Andre Dusek/Estadão
Andre Dusek/Estadão

Barroso quer criação de vara para julgar políticos

O ministro Luís Roberto Barroso sugeriu na tarde desta terça-feira, durante sessão do Supremo Tribunal Federal (STF), a criação de um novo local para julgar processos que envolvam parlamentares com foro privilegiado. Na visão do ministro, o foro especial por prerrogativa de função "não serve bem" à democracia e seria salutar a criação de uma vara federal em Brasília para analisar o caso.

BEATRIZ BULLA, Estadão Conteúdo

12 de agosto de 2014 | 20h53

Pela Constituição, compete ao STF processar e julgar, nas infrações penais comuns, o Presidente da República, o vice-presidente, os integrantes do Congresso Nacional, os próprios ministros da Corte e o Procurador-Geral da República. "O foro por prerrogativa de função tem o problema de inviabilizar um segundo grau de jurisdição", disse Barroso, citando um dos problemas, na sua análise, do foro privilegiado.

Ele mencionou ainda a "disfuncionalidade" do desmembramento do processo, em que apenas réus que tenham foro privilegiado devam ser mantidos no STF. Foi o caso, por exemplo, do suposto esquema conhecido como mensalão mineiro, em que se investiga desvio de verba para abastecimento da campanha eleitoral do então candidato a governador em Minas Gerais Eduardo Azeredo (PSDB). Hoje, a 1ª Turma do STF remeteu o último processo do caso que ainda restava na Corte para a primeira instância, devido à renúncia do ex-senador Clésio Andrade.

Barroso, que era o relator do caso de Clésio Andrade na Corte, defendeu a necessidade de haver um diálogo entre Judiciário e Congresso para repensar o modelo do foro privilegiado. A proposta do ministro é de criação de uma vara federal em Brasília, de primeiro grau, com juiz titular escolhido pelo STF para conduzir o que hoje está abarcado pelo foro por prerrogativa de função. "Se remetermos isso para os Estados, as situações locais tornam-se muito mais influentes. A concentração disso em um foro em Brasília neutraliza um pouco", disse o ministro.

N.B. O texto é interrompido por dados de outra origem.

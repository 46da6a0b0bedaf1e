//! Deployment metadata: the single input of a composition run
//!
//! Metadata arrives as an untyped document (YAML or JSON) and is validated
//! here, once, before any generator runs. Optional feature flags are resolved
//! against [`FeatureDefaults`] at the same time, so the composer never sees an
//! unresolved flag. Fields the composer does not interpret are kept verbatim
//! for collaborators.

use std::collections::BTreeMap;

use serde::{Deserialize, Serialize};
use serde_json::Value;

use dss_common::kube_utils::validate_dns_label;
use dss_common::yaml::parse_yaml;
use dss_common::{Error, Result};

/// Values applied when an optional feature flag is absent from metadata.
///
/// Absence means "disabled" for every flag. Keeping the defaults in one
/// record makes that policy visible and testable instead of scattering
/// `unwrap_or(false)` through the composition logic.
#[derive(Clone, Copy, Debug, PartialEq, Eq)]
pub struct FeatureDefaults {
    /// Default for `enable_istio`
    pub enable_istio: bool,
    /// Default for `alert.enable`
    pub alert_enable: bool,
    /// Default for `PSP.roleBinding`
    pub psp_role_binding: bool,
}

impl FeatureDefaults {
    /// All optional features disabled
    pub const DISABLED: FeatureDefaults = FeatureDefaults {
        enable_istio: false,
        alert_enable: false,
        psp_role_binding: false,
    };
}

impl Default for FeatureDefaults {
    fn default() -> Self {
        Self::DISABLED
    }
}

/// Alerting settings
#[derive(Clone, Debug, PartialEq, Serialize)]
pub struct AlertConfig {
    /// Whether the alerting stack is generated
    pub enable: bool,
    /// Collaborator-specific fields (receivers, routes, ...)
    #[serde(flatten)]
    pub extra: BTreeMap<String, Value>,
}

/// Pod-security-policy binding settings
#[derive(Clone, Debug, PartialEq, Serialize)]
pub struct PspConfig {
    /// Whether to emit the privileged RoleBinding
    #[serde(rename = "roleBinding")]
    pub role_binding: bool,
    /// Name of the ClusterRole to bind; always set when `role_binding` is true
    #[serde(rename = "roleRef", skip_serializing_if = "Option::is_none")]
    pub role_ref: Option<String>,
    /// Collaborator-specific fields
    #[serde(flatten)]
    pub extra: BTreeMap<String, Value>,
}

/// Validated deployment metadata
///
/// The only constructors are [`Metadata::from_value`] and its siblings, so
/// every instance has passed validation. Fields are read through accessors.
///
/// Serializes back to the input's key names with defaults filled in, which
/// is the shape collaborators and templates see.
///
/// ```compile_fail
/// use dss_compose::{AlertConfig, Metadata, PspConfig};
///
/// let unchecked = Metadata {
///     namespace: String::new(),
///     cluster_name: String::new(),
///     enable_istio: false,
///     alert: AlertConfig { enable: false, extra: Default::default() },
///     psp: PspConfig { role_binding: true, role_ref: None, extra: Default::default() },
///     extra: Default::default(),
/// };
/// ```
#[derive(Clone, Debug, PartialEq, Serialize)]
pub struct Metadata {
    namespace: String,
    #[serde(rename = "clusterName")]
    cluster_name: String,
    enable_istio: bool,
    alert: AlertConfig,
    #[serde(rename = "PSP")]
    psp: PspConfig,
    #[serde(flatten)]
    extra: BTreeMap<String, Value>,
}

/// Top-level keys the template context defines itself; metadata may not use them
pub const RESERVED_KEYS: [&str; 2] = ["metadata", "slot"];

// Unvalidated wire shape. Every field is optional so that missing fields
// surface as validation errors naming the field, not as serde messages.
#[derive(Deserialize)]
struct RawMetadata {
    namespace: Option<Value>,
    #[serde(rename = "clusterName")]
    cluster_name: Option<Value>,
    enable_istio: Option<Value>,
    alert: Option<Value>,
    #[serde(rename = "PSP")]
    psp: Option<Value>,
    #[serde(flatten)]
    extra: BTreeMap<String, Value>,
}

impl Metadata {
    /// Validate a metadata document using the default feature policy
    pub fn from_value(value: Value) -> Result<Self> {
        Self::from_value_with_defaults(value, FeatureDefaults::default())
    }

    /// Validate a metadata document, resolving absent flags from `defaults`
    ///
    /// All checks run before the value is returned; a caller holding a
    /// `Metadata` never needs to re-validate.
    pub fn from_value_with_defaults(value: Value, defaults: FeatureDefaults) -> Result<Self> {
        if !value.is_object() {
            return Err(Error::validation(format!(
                "metadata must be an object, got {}",
                type_name(&value)
            )));
        }

        let raw: RawMetadata = serde_json::from_value(value)
            .map_err(|e| Error::validation(format!("malformed metadata: {e}")))?;

        if let Some(key) = RESERVED_KEYS.iter().find(|key| raw.extra.contains_key(**key)) {
            return Err(Error::validation_for_field(
                *key,
                "reserved for the template context",
            ));
        }

        let namespace = required_string(raw.namespace, "namespace")?;
        validate_dns_label(&namespace)
            .map_err(|msg| Error::validation_for_field("namespace", msg))?;

        let cluster_name = required_string(raw.cluster_name, "clusterName")?;

        let enable_istio = optional_bool(raw.enable_istio, "enable_istio")?
            .unwrap_or(defaults.enable_istio);

        let mut alert_fields = optional_object(raw.alert, "alert")?;
        let alert_enable = optional_bool(alert_fields.remove("enable"), "alert.enable")?
            .unwrap_or(defaults.alert_enable);

        let mut psp_fields = optional_object(raw.psp, "PSP")?;
        let role_binding = optional_bool(psp_fields.remove("roleBinding"), "PSP.roleBinding")?
            .unwrap_or(defaults.psp_role_binding);
        let role_ref = optional_string(psp_fields.remove("roleRef"), "PSP.roleRef")?;
        if role_binding && role_ref.as_deref().map_or(true, str::is_empty) {
            return Err(Error::validation_for_field(
                "PSP.roleRef",
                "required when PSP.roleBinding is true",
            ));
        }

        Ok(Self {
            namespace,
            cluster_name,
            enable_istio,
            alert: AlertConfig {
                enable: alert_enable,
                extra: alert_fields,
            },
            psp: PspConfig {
                role_binding,
                role_ref,
                extra: psp_fields,
            },
            extra: raw.extra,
        })
    }

    /// Parse and validate a YAML or JSON metadata document
    pub fn from_yaml_str(input: &str) -> Result<Self> {
        let value = parse_yaml(input)
            .map_err(|e| Error::validation(format!("metadata is not valid YAML: {e}")))?;
        Self::from_value(value)
    }

    /// The metadata as a JSON document, defaults filled in
    pub fn to_value(&self) -> Result<Value> {
        serde_json::to_value(self)
            .map_err(|e| Error::serialization(format!("failed to serialize metadata: {e}")))
    }

    /// Target namespace for every generated resource
    pub fn namespace(&self) -> &str {
        &self.namespace
    }

    /// Logical cluster instance name
    pub fn cluster_name(&self) -> &str {
        &self.cluster_name
    }

    /// Generate the Istio overlay and enable sidecar injection
    pub fn enable_istio(&self) -> bool {
        self.enable_istio
    }

    /// Alerting settings
    pub fn alert(&self) -> &AlertConfig {
        &self.alert
    }

    /// Privileged binding settings
    pub fn psp(&self) -> &PspConfig {
        &self.psp
    }

    /// Fields consumed only by collaborators
    pub fn extra(&self) -> &BTreeMap<String, Value> {
        &self.extra
    }

    /// The ClusterRole to bind, if the privileged binding is requested
    pub fn privileged_role(&self) -> Option<&str> {
        if self.psp.role_binding {
            self.psp.role_ref.as_deref()
        } else {
            None
        }
    }
}

fn type_name(value: &Value) -> &'static str {
    match value {
        Value::Null => "null",
        Value::Bool(_) => "boolean",
        Value::Number(_) => "number",
        Value::String(_) => "string",
        Value::Array(_) => "array",
        Value::Object(_) => "object",
    }
}

fn required_string(value: Option<Value>, field: &str) -> Result<String> {
    match optional_string(value, field)? {
        Some(s) if !s.is_empty() => Ok(s),
        Some(_) => Err(Error::validation_for_field(field, "must not be empty")),
        None => Err(Error::validation_for_field(field, "required field is missing")),
    }
}

fn optional_string(value: Option<Value>, field: &str) -> Result<Option<String>> {
    match value {
        None | Some(Value::Null) => Ok(None),
        Some(Value::String(s)) => Ok(Some(s)),
        Some(other) => Err(Error::validation_for_field(
            field,
            format!("expected string, got {}", type_name(&other)),
        )),
    }
}

fn optional_bool(value: Option<Value>, field: &str) -> Result<Option<bool>> {
    match value {
        None | Some(Value::Null) => Ok(None),
        Some(Value::Bool(b)) => Ok(Some(b)),
        Some(other) => Err(Error::validation_for_field(
            field,
            format!("expected boolean, got {}", type_name(&other)),
        )),
    }
}

fn optional_object(value: Option<Value>, field: &str) -> Result<BTreeMap<String, Value>> {
    match value {
        None | Some(Value::Null) => Ok(BTreeMap::new()),
        Some(Value::Object(map)) => Ok(map.into_iter().collect()),
        Some(other) => Err(Error::validation_for_field(
            field,
            format!("expected object, got {}", type_name(&other)),
        )),
    }
}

Renúncia x Foro privilegiado

O entendimento na Corte é praticamente estável no sentido de remeter à primeira instância processos quando há renúncia do cargo pelo parlamentar. Em 2007, o então ministro Joaquim Barbosa criticou o foro privilegiado diante da renúncia do deputado Ronaldo Cunha Lima (PSDB-PB) para evitar processo no STF por tentativa de homicídio. Barbosa na ocasião classificou como um "escárnio" a renúncia, que fez a Corte remeter o processo para a primeira instância.

O ponto fora da curva foi o caso do deputado Natan Donadon (PMDB-RO), que apresentou a renúncia ao mandato na véspera do julgamento no Supremo. Os ministros entenderam que, neste caso, houve abuso e então, por 8 votos a 1, decidiram manter o caso na Corte. Nesta terça-feira, a 1ª Turma do STF por maioria indicou qual deverá ser o entendimento da Corte a partir de agora sobre o assunto. Barroso atentou para o uso da renúncia como instrumento de defesa, para alterar a competência do julgamento.

Liderados por Barroso, os ministros da Turma decidiram então fixar um momento a partir do qual o STF não mais precisará abdicar da competência para julgar políticos com foro privilegiado que renunciaram. O momento definido é o final da fase de instrução do processo. Após este momento, segundo o critério acolhido na sessão de hoje, o parlamentar que renunciar continuará a ser julgado pelo STF. A proposta, no entanto, foi analisada apenas na 1ª Turma. Caso, diante de algum caso concreto, a 2ª Turma se depare com questão neste sentido, a deliberação pode ser levada ao plenário da Corte.